EXERCISE INSTRUCTIONS
Write down every entry once more, exactly as it reads.

Stored entries
Start of Block

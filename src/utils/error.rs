use thiserror::Error;

#[derive(Error, Debug)]
pub enum ConsentError {
    #[error("API request failed: {0}")]
    ApiError(#[from] reqwest::Error),

    #[error("IO error: {0}")]
    IoError(#[from] std::io::Error),

    #[error("Serialization error: {0}")]
    SerializationError(#[from] serde_json::Error),

    #[error("Configuration error: {message}")]
    ConfigError { message: String },

    #[error("Configuration validation failed for '{field}': {message}")]
    ConfigValidationError { field: String, message: String },

    #[error("Invalid value '{value}' for '{field}': {reason}")]
    InvalidConfigValueError {
        field: String,
        value: String,
        reason: String,
    },

    #[error("Missing required configuration: {field}")]
    MissingConfigError { field: String },

    #[error("No frontend configuration found for language {language}")]
    MissingLanguageConfiguration { language: u32 },

    #[error("Invalid site configuration: {message}")]
    InvalidSiteConfiguration { message: String },

    #[error("Asset registration failed for '{name}': {message}")]
    AssetRegistrationError { name: String, message: String },
}

#[derive(Debug, Clone, Copy, PartialEq, Eq)]
pub enum ErrorSeverity {
    Low,
    Medium,
    High,
    Critical,
}

impl ConsentError {
    pub fn severity(&self) -> ErrorSeverity {
        match self {
            ConsentError::ApiError(_) => ErrorSeverity::Medium,
            ConsentError::IoError(_) | ConsentError::SerializationError(_) => ErrorSeverity::High,
            ConsentError::ConfigError { .. }
            | ConsentError::ConfigValidationError { .. }
            | ConsentError::InvalidConfigValueError { .. }
            | ConsentError::MissingConfigError { .. } => ErrorSeverity::High,
            ConsentError::MissingLanguageConfiguration { .. } => ErrorSeverity::High,
            ConsentError::InvalidSiteConfiguration { .. } => ErrorSeverity::Critical,
            ConsentError::AssetRegistrationError { .. } => ErrorSeverity::Medium,
        }
    }

    pub fn recovery_suggestion(&self) -> &'static str {
        match self {
            ConsentError::ApiError(_) => "Check that the seed endpoint is reachable and retry the import",
            ConsentError::IoError(_) => "Check that the file exists and is readable",
            ConsentError::SerializationError(_) => "Check the record store file for malformed JSON",
            ConsentError::ConfigError { .. }
            | ConsentError::ConfigValidationError { .. }
            | ConsentError::InvalidConfigValueError { .. }
            | ConsentError::MissingConfigError { .. } => "Review the extension settings file",
            ConsentError::MissingLanguageConfiguration { .. } => {
                "Create and enable a frontend setting for this language and storage scope"
            }
            ConsentError::InvalidSiteConfiguration { .. } => {
                "Every site declaration needs at least one locale entry"
            }
            ConsentError::AssetRegistrationError { .. } => "Check the asset sink configuration",
        }
    }

    pub fn user_friendly_message(&self) -> String {
        match self {
            ConsentError::MissingLanguageConfiguration { language } => format!(
                "The consent banner cannot be rendered: language {} has no frontend configuration",
                language
            ),
            ConsentError::InvalidSiteConfiguration { message } => {
                format!("Import aborted, the site configuration is broken: {}", message)
            }
            other => other.to_string(),
        }
    }
}

pub type Result<T> = std::result::Result<T, ConsentError>;

#[cfg(test)]
mod tests {
    use super::*;

    #[test]
    fn test_missing_language_is_reported_with_language() {
        let err = ConsentError::MissingLanguageConfiguration { language: 3 };
        assert_eq!(err.severity(), ErrorSeverity::High);
        assert!(err.user_friendly_message().contains("language 3"));
    }

    #[test]
    fn test_invalid_site_configuration_is_critical() {
        let err = ConsentError::InvalidSiteConfiguration {
            message: "empty".to_string(),
        };
        assert_eq!(err.severity(), ErrorSeverity::Critical);
    }
}
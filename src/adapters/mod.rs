// Adapters layer: concrete implementations of the domain ports.

pub mod assets;
pub mod markup;
pub mod memory_store;
pub mod templates;
pub mod tokens;
use crate::adapters::markup::escape_html;
use crate::domain::ports::{AssetSink, ScriptAttributes};
use crate::utils::error::{ConsentError, Result};
use std::sync::Mutex;

#[derive(Debug, Clone, PartialEq, Eq)]
pub enum RegisteredScript {
    External {
        name: String,
        url: String,
        attributes: ScriptAttributes,
    },
    Inline {
        id: String,
        code: String,
        attributes: ScriptAttributes,
    },
}

impl RegisteredScript {
    pub fn attributes(&self) -> &ScriptAttributes {
        match self {
            RegisteredScript::External { attributes, .. } | RegisteredScript::Inline { attributes, .. } => {
                attributes
            }
        }
    }

    /// `<script>` tag as the page would receive it.
    pub fn to_tag(&self) -> String {
        let mut attrs = String::new();
        for (name, value) in self.attributes().to_pairs() {
            attrs.push_str(&format!(" {}=\"{}\"", name, escape_html(&value)));
        }
        match self {
            RegisteredScript::External { url, .. } => format!(
                "<script src=\"{}\"{}></script>",
                escape_html(url),
                attrs
            ),
            RegisteredScript::Inline { id, code, .. } => {
                format!("<script id=\"{}\"{}>{}</script>", id, attrs, code)
            }
        }
    }
}

/// Collects registrations in memory, in registration order.
#[derive(Debug, Default)]
pub struct AssetCollector {
    scripts: Mutex<Vec<RegisteredScript>>,
}

impl AssetCollector {
    pub fn new() -> Self {
        Self::default()
    }

    pub fn scripts(&self) -> Vec<RegisteredScript> {
        self.scripts
            .lock()
            .map(|scripts| scripts.clone())
            .unwrap_or_default()
    }

    fn push(&self, name: &str, script: RegisteredScript) -> Result<()> {
        let mut scripts = self
            .scripts
            .lock()
            .map_err(|e| ConsentError::AssetRegistrationError {
                name: name.to_string(),
                message: e.to_string(),
            })?;
        scripts.push(script);
        Ok(())
    }
}

impl AssetSink for AssetCollector {
    fn register_external_script(
        &self,
        name: &str,
        url: &str,
        attributes: &ScriptAttributes,
    ) -> Result<()> {
        tracing::debug!(name, url, service = %attributes.service, "registering external script");
        self.push(
            name,
            RegisteredScript::External {
                name: name.to_string(),
                url: url.to_string(),
                attributes: attributes.clone(),
            },
        )
    }

    fn register_inline_script(
        &self,
        id: &str,
        code: &str,
        attributes: &ScriptAttributes,
    ) -> Result<()> {
        tracing::debug!(id, service = %attributes.service, "registering inline script");
        self.push(
            id,
            RegisteredScript::Inline {
                id: id.to_string(),
                code: code.to_string(),
                attributes: attributes.clone(),
            },
        )
    }
}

End of Block

PROBLEM SOLUTION
filename src/utils/error.rs
use thiserror::Error;

#[derive(Error, Debug)]
pub enum ConsentError {
    #[error("API request failed: {0}")]
    ApiError(#[from] reqwest::Error),

    #[error("IO error: {0}")]
    IoError(#[from] std::io::Error),

    #[error("Serialization error: {0}")]
    SerializationError(#[from] serde_json::Error),

    #[error("Configuration error: {message}")]
    ConfigError { message: String },

    #[error("Configuration validation failed for '{field}': {message}")]
    ConfigValidationError { field: String, message: String },

    #[error("Invalid value '{value}' for '{field}': {reason}")]
    InvalidConfigValueError {
        field: String,
        value: String,
        reason: String,
    },

    #[error("Missing required configuration: {field}")]
    MissingConfigError { field: String },

    #[error("No frontend configuration found for language {language}")]
    MissingLanguageConfiguration { language: u32 },

    #[error("Invalid site configuration: {message}")]
    InvalidSiteConfiguration { message: String },

    #[error("Asset registration failed for '{name}': {message}")]
    AssetRegistrationError { name: String, message: String },
}

#[derive(Debug, Clone, Copy, PartialEq, Eq)]
pub enum ErrorSeverity {
    Low,
    Medium,
    High,
    Critical,
}

impl ConsentError {
    pub fn severity(&self) -> ErrorSeverity {
        match self {
            ConsentError::ApiError(_) => ErrorSeverity::Medium,
            ConsentError::IoError(_) | ConsentError::SerializationError(_) => ErrorSeverity::High,
            ConsentError::ConfigError { .. }
            | ConsentError::ConfigValidationError { .. }
            | ConsentError::InvalidConfigValueError { .. }
            | ConsentError::MissingConfigError { .. } => ErrorSeverity::High,
            ConsentError::MissingLanguageConfiguration { .. } => ErrorSeverity::High,
            ConsentError::InvalidSiteConfiguration { .. } => ErrorSeverity::Critical,
            ConsentError::AssetRegistrationError { .. } => ErrorSeverity::Medium,
        }
    }

    pub fn recovery_suggestion(&self) -> &'static str {
        match self {
            ConsentError::ApiError(_) => "Check that the seed endpoint is reachable and retry the import",
            ConsentError::IoError(_) => "Check that the file exists and is readable",
            ConsentError::SerializationError(_) => "Check the record store file for malformed JSON",
            ConsentError::ConfigError { .. }
            | ConsentError::ConfigValidationError { .. }
            | ConsentError::InvalidConfigValueError { .. }
            | ConsentError::MissingConfigError { .. } => "Review the extension settings file",
            ConsentError::MissingLanguageConfiguration { .. } => {
                "Create and enable a frontend setting for this language and storage scope"
            }
            ConsentError::InvalidSiteConfiguration { .. } => {
                "Every site declaration needs at least one locale entry"
            }
            ConsentError::AssetRegistrationError { .. } => "Check the asset sink configuration",
        }
    }

    pub fn user_friendly_message(&self) -> String {
        match self {
            ConsentError::MissingLanguageConfiguration { language } => format!(
                "The consent banner cannot be rendered: language {} has no frontend configuration",
                language
            ),
            ConsentError::InvalidSiteConfiguration { message } => {
                format!("Import aborted, the site configuration is broken: {}", message)
            }
            other => other.to_string(),
        }
    }
}

pub type Result<T> = std::result::Result<T, ConsentError>;

#[cfg(test)]
mod tests {
    use super::*;

    #[test]
    fn test_missing_language_is_reported_with_language() {
        let err = ConsentError::MissingLanguageConfiguration { language: 3 };
        assert_eq!(err.severity(), ErrorSeverity::High);
        assert!(err.user_friendly_message().contains("language 3"));
    }

    #[test]
    fn test_invalid_site_configuration_is_critical() {
        let err = ConsentError::InvalidSiteConfiguration {
            message: "empty".to_string(),
        };
        assert_eq!(err.severity(), ErrorSeverity::Critical);
    }
}
filename src/adapters/mod.rs
// Adapters layer: concrete implementations of the domain ports.

pub mod assets;
pub mod markup;
pub mod memory_store;
pub mod templates;
pub mod tokens;
use crate::adapters::markup::escape_html;
use crate::domain::ports::{AssetSink, ScriptAttributes};
use crate::utils::error::{ConsentError, Result};
use std::sync::Mutex;

#[derive(Debug, Clone, PartialEq, Eq)]
pub enum RegisteredScript {
    External {
        name: String,
        url: String,
        attributes: ScriptAttributes,
    },
    Inline {
        id: String,
        code: String,
        attributes: ScriptAttributes,
    },
}

impl RegisteredScript {
    pub fn attributes(&self) -> &ScriptAttributes {
        match self {
            RegisteredScript::External { attributes, .. } | RegisteredScript::Inline { attributes, .. } => {
                attributes
            }
        }
    }

    /// `<script>` tag as the page would receive it.
    pub fn to_tag(&self) -> String {
        let mut attrs = String::new();
        for (name, value) in self.attributes().to_pairs() {
            attrs.push_str(&format!(" {}=\"{}\"", name, escape_html(&value)));
        }
        match self {
            RegisteredScript::External { url, .. } => format!(
                "<script src=\"{}\"{}></script>",
                escape_html(url),
                attrs
            ),
            RegisteredScript::Inline { id, code, .. } => {
                format!("<script id=\"{}\"{}>{}</script>", id, attrs, code)
            }
        }
    }
}

/// Collects registrations in memory, in registration order.
#[derive(Debug, Default)]
pub struct AssetCollector {
    scripts: Mutex<Vec<RegisteredScript>>,
}

impl AssetCollector {
    pub fn new() -> Self {
        Self::default()
    }

    pub fn scripts(&self) -> Vec<RegisteredScript> {
        self.scripts
            .lock()
            .map(|scripts| scripts.clone())
            .unwrap_or_default()
    }

    fn push(&self, name: &str, script: RegisteredScript) -> Result<()> {
        let mut scripts = self
            .scripts
            .lock()
            .map_err(|e| ConsentError::AssetRegistrationError {
                name: name.to_string(),
                message: e.to_string(),
            })?;
        scripts.push(script);
        Ok(())
    }
}

impl AssetSink for AssetCollector {
    fn register_external_script(
        &self,
        name: &str,
        url: &str,
        attributes: &ScriptAttributes,
    ) -> Result<()> {
        tracing::debug!(name, url, service = %attributes.service, "registering external script");
        self.push(
            name,
            RegisteredScript::External {
                name: name.to_string(),
                url: url.to_string(),
                attributes: attributes.clone(),
            },
        )
    }

    fn register_inline_script(
        &self,
        id: &str,
        code: &str,
        attributes: &ScriptAttributes,
    ) -> Result<()> {
        tracing::debug!(id, service = %attributes.service, "registering inline script");
        self.push(
            id,
            RegisteredScript::Inline {
                id: id.to_string(),
                code: code.to_string(),
                attributes: attributes.clone(),
            },
        )
    }
}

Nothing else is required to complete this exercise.